Our water quality is a strong focus for those of us in this area. Farmlands are being cultivated using setbacks or buffers. These buffer zones, when used on farmlands or on developed land aids in the absorption of toxins before they flow into our waterways. Toxins can be obvious as in herbicides or fertilizers or less obvious as in brake liner, oil, gas, or chemicals from everyday usage.  Buffer zones are most effective when left in a natural state or planted with native plants.  

We can learn from the farmers. Establish native plant buffer zones on your land. Do not plant up to the water’s edge.  Use pesticides and herbicides responsively, according to the directions. And consult the extension office with any questions.

The Farm Museum
Below Heathsville, east on 360, stands an impressive barn shaped building. The Farm Museum was established when Margaret and Luther Welch donated the land. Alan Welch, his son, recalls at least four generations of farming. The building houses a collection of equipment, some antique and some simply old, collected by Luther over his years of farming.

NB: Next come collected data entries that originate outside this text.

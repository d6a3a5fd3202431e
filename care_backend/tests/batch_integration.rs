//! Integration tests for in-place batch normalization.
//!
//! These tests ensure that:
//! 1. Legacy files are rewritten with canonical visit attributes
//! 2. A second run leaves already-normalized files untouched
//! 3. Missing and broken files are reported without stopping the batch
//! 4. Unknown keys survive the rewrite

use std::fs;
use std::path::{Path, PathBuf};

use serde_json::Value;
use tempfile::TempDir;

use care_planner::config::PlannerConfig;
use care_planner::io::batch::{BatchError, BatchNormalizer, FileOutcome};
use care_planner::io::loaders::DatasetLoader;
use care_planner::preprocessing::pipeline::{NormalizeOptions, NormalizePipeline};
use care_planner::transformations::{filter_snapshot, FilterConfig, ServiceAreaSelection};

// ==================== Helper Functions ====================

const LEGACY_FILE: &str = r#"{
  "success": true,
  "project": { "calendar": "general" },
  "resources": {
    "rows": [
      { "id": 1, "name": "Anna Svensson", "role": "Undersköterska", "transportMode": "Bil" },
      { "id": 2, "name": "Erik Johansson", "role": "Sjuksköterska", "transportMode": "Cykel" }
    ]
  },
  "events": {
    "rows": [
      {
        "id": 1,
        "name": "Morgonomsorg",
        "visitStatus": "mandatory",
        "taskNotes": "Morgonomsorg för Maj-Britt. Kräver: Personlig omvårdnad, Dusch.",
        "startDate": "2025-01-13T08:00:00",
        "duration": 45
      },
      { "id": 2, "name": "Städning", "visitStatus": "cancelled", "priority": "Låg" },
      { "id": 3, "name": "Provtagning", "mandatory": true, "priority": "Akut" }
    ]
  },
  "assignments": {
    "rows": [
      { "id": 1, "event": 1, "resource": 1 },
      { "id": 2, "event": 3, "resource": 2 }
    ]
  }
}"#;

fn write_file(dir: &Path, name: &str, content: &str) -> PathBuf {
    let path = dir.join(name);
    fs::write(&path, content).unwrap();
    path
}

fn read_json(path: &Path) -> Value {
    serde_json::from_str(&fs::read_to_string(path).unwrap()).unwrap()
}

fn normalizer() -> BatchNormalizer {
    BatchNormalizer::new(&PlannerConfig::default()).unwrap()
}

// ==================== Tests ====================

#[test]
fn test_legacy_file_is_rewritten() {
    let dir = TempDir::new().unwrap();
    let path = write_file(dir.path(), "homecare.json", LEGACY_FILE);

    let report = normalizer().run(&[&path]).unwrap();
    assert_eq!(report.files[0].outcome, FileOutcome::Updated);
    assert_eq!(report.files[0].visits, 3);
    assert_eq!(report.files[0].employees, 2);

    let doc = read_json(&path);
    let rows = doc["events"]["rows"].as_array().unwrap();

    let care = &rows[0];
    assert_eq!(care["isMandatory"], true);
    assert_eq!(care["isOptional"], false);
    assert_eq!(care["visitRecurrence"], "daily");
    assert_eq!(care["visitCategory"], "daily");
    assert_eq!(care["movable"], false);
    assert_eq!(care["requiredSkills"][0], "Personlig omvårdnad");
    assert_eq!(care["startDate"], "2025-01-13T08:00:00");
    assert!(care.get("visitStatus").is_none());

    let cleaning = &rows[1];
    assert_eq!(cleaning["isOptional"], true);
    assert_eq!(cleaning["isCancelled"], true);
    assert_eq!(cleaning["priority"], 0);
    assert_eq!(cleaning["visitCategory"], "recurring");

    let sample = &rows[2];
    assert_eq!(sample["isMandatory"], true);
    assert_eq!(sample["priority"], 7);
    assert_eq!(sample["visitRecurrence"], "monthly");
    assert!(sample.get("mandatory").is_none());

    assert_eq!(doc["success"], true);
    assert_eq!(doc["project"]["calendar"], "general");
    assert_eq!(doc["resources"]["rows"][1]["transportMode"], "Cykel");
    assert_eq!(doc["assignments"]["rows"][1]["event"], 3);
}

#[test]
fn test_second_run_is_unchanged() {
    let dir = TempDir::new().unwrap();
    let path = write_file(dir.path(), "homecare.json", LEGACY_FILE);

    normalizer().run(&[&path]).unwrap();
    let first = fs::read_to_string(&path).unwrap();

    let report = normalizer().run(&[&path]).unwrap();
    assert_eq!(report.files[0].outcome, FileOutcome::Unchanged);
    assert_eq!(fs::read_to_string(&path).unwrap(), first);
}

#[test]
fn test_batch_continues_past_bad_files() {
    let dir = TempDir::new().unwrap();
    let good = write_file(dir.path(), "homecare.json", LEGACY_FILE);
    let broken = write_file(dir.path(), "broken.json", "{ \"events\": ");
    let wrong_shape = write_file(dir.path(), "list.json", "[1, 2, 3]");
    let missing = dir.path().join("homecare-complete.json");

    let report = normalizer()
        .run(&[&missing, &broken, &wrong_shape, &good])
        .unwrap();

    assert_eq!(report.files[0].outcome, FileOutcome::Skipped);
    assert!(matches!(report.files[1].outcome, FileOutcome::Failed(_)));
    assert!(matches!(report.files[2].outcome, FileOutcome::Failed(_)));
    assert_eq!(report.files[3].outcome, FileOutcome::Updated);
    assert_eq!(report.failed(), 2);

    // Broken files are left as they were
    assert_eq!(fs::read_to_string(&broken).unwrap(), "{ \"events\": ");
}

#[test]
fn test_unreadable_batch_fails() {
    let dir = TempDir::new().unwrap();
    let paths = [dir.path().join("a.json"), dir.path().join("b.json")];

    let err = normalizer().run(&paths).unwrap_err();
    assert!(matches!(err, BatchError::NothingProcessed { skipped: 2, failed: 0 }));
}

#[test]
fn test_failed_parse_still_counts_as_read() {
    let dir = TempDir::new().unwrap();
    let broken = write_file(dir.path(), "broken.json", "not json");

    let report = normalizer().run(&[&broken]).unwrap();
    assert!(report.files[0].read);
    assert!(matches!(report.files[0].outcome, FileOutcome::Failed(_)));
}

#[test]
fn test_dry_run_writes_nothing() {
    let dir = TempDir::new().unwrap();
    let path = write_file(dir.path(), "homecare.json", LEGACY_FILE);

    let report = normalizer().dry_run(true).run(&[&path]).unwrap();
    assert_eq!(report.files[0].outcome, FileOutcome::Updated);
    assert_eq!(fs::read_to_string(&path).unwrap(), LEGACY_FILE);
}

#[test]
fn test_service_area_assignment_then_filter() {
    let dir = TempDir::new().unwrap();
    let path = write_file(dir.path(), "homecare.json", LEGACY_FILE);
    let config = PlannerConfig::default();

    let options = NormalizeOptions {
        assign_service_areas: true,
        ..NormalizeOptions::default()
    };
    let pipeline = NormalizePipeline::with_options(&config, options).unwrap();
    BatchNormalizer::with_pipeline(pipeline).run(&[&path]).unwrap();

    let doc = read_json(&path);
    assert_eq!(doc["events"]["rows"][2]["serviceAreaId"], "area-3");
    assert_eq!(doc["events"]["rows"][2]["serviceAreaName"], "Södra");
    assert_eq!(doc["resources"]["rows"][1]["serviceAreaColor"], "#10b981");

    let loaded = DatasetLoader::load_from_file(&path, &config).unwrap();
    let filter = FilterConfig::show_all().with_service_areas(ServiceAreaSelection::only(["area-1"]));
    let outcome = filter_snapshot(&loaded.snapshot, &filter);
    assert_eq!(outcome.visible_visit_count(), 1);
    assert_eq!(outcome.visible_employees.len(), 1);
}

Educational programs and open houses are held several times a year. The Northern Neck Master Gardeners have established a teaching garden, tended by the school children.  Seeds are grown in John Lunsford’s greenhouse, transplanted with the help of the children and Master Gardeners, tended and harvested for food banks. Each class of Master Gardeners, held every two years, requires the trainee to develop and present a project. The teaching garden was developed as an approved project and is now in its 2nd year of production. The website for the farm museum is thefarmmuseum.org.

So as you drive or cruise around this wonderful area we live in. Take the time to admire the skill with which the farmer tends his trade. See the freshly harvested fields of golden grain and the newly planted soybeans. Be patient when continuing along the roads behind a large piece of farm equipment. Think of that cereal you gulped down this morning, the corn or bread you may enjoy for dinner or the wine you may drink tonight.